昨今の大相撲界で、親方衆が第一の課題として挙げるのが、力士数の減少。少子化も相まって、力士になる若者の数は減ってきており、約30年前の若貴ブームの頃は800人を超えていたが、今年に入って600人を割ってしまった。
今回、元大関・魁皇の浅香山親方に取材。たたき上げ(中学卒業後に入門)の親方は、スカウトが苦手と笑うが、どのような人材育成をしているのだろうか。
大事なことは“強くなりたい”という気持ち
――現在、9人の力士が所属している浅香山部屋。そのほとんどが相撲未経験で入門しているとお聞きしていますが、皆さんどういった経緯で入られているのでしょうか?
浅香山親方:うちの部屋のホームページを見て、親御さんに連れられてくることが多いですね。父親が元力士の子もいれば、柔道経験がある子、知り合いの紹介で来た子など、経緯はさまざまです。
私のスタンスとしては、まずは稽古や部屋の雰囲気を見てもらって、そのうえで入りたいかどうか決めてください、といった感じです。
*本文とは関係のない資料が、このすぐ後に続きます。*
//! OpenAI Assistants v2 request and response bodies.
//!
//! Only the fields Threadline reads are modelled; everything else in the
//! responses is ignored by serde.

use serde::{Deserialize, Serialize};

use threadline_types::assistant::{
    Assistant, AssistantId, MessageId, MessageRole, RemoteMessage, Run, RunId, RunStatus, Thread,
    ThreadId,
};

/// Body of `POST /threads/{thread_id}/messages`.
#[derive(Debug, Serialize)]
pub struct CreateMessageBody<'a> {
    pub role: MessageRole,
    pub content: &'a str,
}

/// Body of `POST /threads/{thread_id}/runs`.
#[derive(Debug, Serialize)]
pub struct CreateRunBody<'a> {
    pub assistant_id: &'a str,
}

#[derive(Debug, Deserialize)]
pub struct AssistantObject {
    pub id: String,
    #[serde(default)]
    pub name: Option<String>,
    #[serde(default)]
    pub model: Option<String>,
}

impl From<AssistantObject> for Assistant {
    fn from(a: AssistantObject) -> Self {
        Assistant {
            id: AssistantId(a.id),
            name: a.name,
            model: a.model,
        }
    }
}

#[derive(Debug, Deserialize)]
pub struct ThreadObject {
    pub id: String,
}

impl From<ThreadObject> for Thread {
    fn from(t: ThreadObject) -> Self {
        Thread {
            id: ThreadId(t.id),
        }
    }
}

#[derive(Debug, Deserialize)]
pub struct RunObject {
    pub id: String,
    pub thread_id: String,
    pub status: RunStatus,
}

impl From<RunObject> for Run {
    fn from(r: RunObject) -> Self {
        Run {
            id: RunId(r.id),
            thread_id: ThreadId(r.thread_id),
            status: r.status,
        }
    }
}

/// A content block of a thread message. Non-text blocks (images, files)
/// deserialize as `Other`.
#[derive(Debug, Deserialize)]
#[serde(tag = "type", rename_all = "snake_case")]
pub enum ContentBlock {
    Text { text: TextValue },
    #[serde(other)]
    Other,
}

#[derive(Debug, Deserialize)]
pub struct TextValue {
    pub value: String,
}

#[derive(Debug, Deserialize)]
pub struct MessageObject {
    pub id: String,
    pub role: MessageRole,
    #[serde(default)]
    pub run_id: Option<String>,
    #[serde(default)]
    pub content: Vec<ContentBlock>,
    #[serde(default)]
    pub created_at: i64,
}

impl From<MessageObject> for RemoteMessage {
    fn from(m: MessageObject) -> Self {
        let text = m.content.into_iter().find_map(|block| match block {
            ContentBlock::Text { text } => Some(text.value),
            ContentBlock::Other => None,
        });
        RemoteMessage {
            id: MessageId(m.id),
            run_id: m.run_id.map(RunId),
            role: m.role,
            text,
            created_at: m.created_at,
        }
    }
}

#[derive(Debug, Deserialize)]
pub struct ListResponse<T> {
    pub data: Vec<T>,
}

#[derive(Debug, Deserialize)]
pub struct ErrorEnvelope {
    pub error: ErrorBody,
}

#[derive(Debug, Deserialize)]
pub struct ErrorBody {
    pub message: String,
}

#[cfg(test)]
mod tests {
    use super::*;
    use serde_json::json;

    #[test]
    fn message_takes_first_text_block() {
        let raw = json!({
            "id": "msg_1",
            "object": "thread.message",
            "created_at": 1_700_000_000,
            "thread_id": "thread_1",
            "role": "assistant",
            "run_id": "run_1",
            "assistant_id": "asst_1",
            "content": [
                {"type": "image_file", "image_file": {"file_id": "file_1"}},
                {"type": "text", "text": {"value": "Hello there", "annotations": []}},
                {"type": "text", "text": {"value": "ignored", "annotations": []}}
            ]
        });
        let msg: RemoteMessage = serde_json::from_value::<MessageObject>(raw).unwrap().into();
        assert_eq!(msg.text.as_deref(), Some("Hello there"));
        assert_eq!(msg.run_id.unwrap().as_str(), "run_1");
        assert_eq!(msg.role, MessageRole::Assistant);
        assert_eq!(msg.created_at, 1_700_000_000);
    }

    #[test]
    fn user_message_has_null_run_id() {
        let raw = json!({
            "id": "msg_2",
            "role": "user",
            "run_id": null,
            "created_at": 5,
            "content": [{"type": "text", "text": {"value": "hi", "annotations": []}}]
        });
        let msg: RemoteMessage = serde_json::from_value::<MessageObject>(raw).unwrap().into();
        assert!(msg.run_id.is_none());
        assert_eq!(msg.role, MessageRole::User);
    }

    #[test]
    fn run_status_reads_wire_name() {
        let raw = json!({
            "id": "run_1",
            "object": "thread.run",
            "thread_id": "thread_1",
            "assistant_id": "asst_1",
            "status": "requires_action"
        });
        let run: Run = serde_json::from_value::<RunObject>(raw).unwrap().into();
        assert_eq!(run.status, RunStatus::RequiresAction);
    }

    #[test]
    fn unrecognized_run_status_still_decodes() {
        let raw = json!({
            "id": "run_2",
            "object": "thread.run",
            "thread_id": "thread_1",
            "status": "paused"
        });
        let run: Run = serde_json::from_value::<RunObject>(raw).unwrap().into();
        assert_eq!(run.status, RunStatus::Unknown);
        assert!(!run.status.is_pending());
    }

    #[test]
    fn create_message_body_shape() {
        let body = CreateMessageBody {
            role: MessageRole::User,
            content: "hello",
        };
        assert_eq!(
            serde_json::to_value(&body).unwrap(),
            json!({"role": "user", "content": "hello"})
        );
    }
}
というのも、私自身が意思なく大人同士の話し合いで入門が決まってしまったから、中学3年の秋から卒業までの憂鬱な期間は本当に忘れられないね(苦笑)。
そんな思いをさせたくないので無理強いはしません。ただ、角界に入ったからこそ今の自分がいますし、うちを辞めていった子でも、力士になったことを後悔しているという話は聞きません。だからこそ、少しでも興味があるならやってみる価値は絶対にあるよと話します。
――入門希望の子が来たら、どんなところに注目しますか?
浅香山親方:大事なのは気持ちです。気持ちさえあれば、体格も技術もいくらでも変えることができる。例えば、いま22歳の魁陽龍(かいひりゅう)は、高校を卒業してうちに来たとき、体重は75キロもありませんでした。それから約4年で110キロ近くあります。決して無理させたわけではなく、自分から食事も運動もしっかりするので、体が出来上がっていきました。本人に強くなりたい気持ちがあれば、自然に体ができて相撲も覚えてくるんです。
――すごいですね。親方は、学生や子どもの大会にスカウトへ出向くこともありますか?
浅香山親方:そういうのが苦手なんですよ(笑)。自分はたたき上げで、学閥などのつながりもありませんからね。相撲をやっている学生は、いずれどこかの部屋に入って角界を盛り上げてくれればいいので、自分は、ほかの競技をやっている子や、相撲未経験の子たちを引っ張ってきて強くする。そういう違った目で見ることも大事かなと思っています。
私自身、小学校は空手、中学では柔道、相撲の経験はほとんどありませんでした。相撲をやっていなくても、ほかの競技で相撲に合っている子がいるかもしれない。そういう子に来てもらっています。
――浅香山部屋は、優しい親方の性格をそのまま映したような、和やかな雰囲気がありますよね。意図している部分はあるんでしょうか?
浅香山親方:自然とそうなっているのかな(笑)。気を抜かないで思い切って稽古できるならそれが一番ですが、あまり厳しくしすぎてもついてこられませんからね。いろんな雰囲気の部屋がありますが、どんな場面でもブレずに稽古できれば、それでいいと思っています。
見学に来てくれる子たちにも、よその部屋も見ればいいし、うちはあくまで選択肢のひとつと思ってくれればいいよ、と話しています。って、そんな悠長なことを言っているから、なかなか新弟子が来ないのかな(笑)。でも、うちの部屋に入らなくても、ほかの部屋に入ってお相撲さんになってくれたら、それだけでうれしいですよ。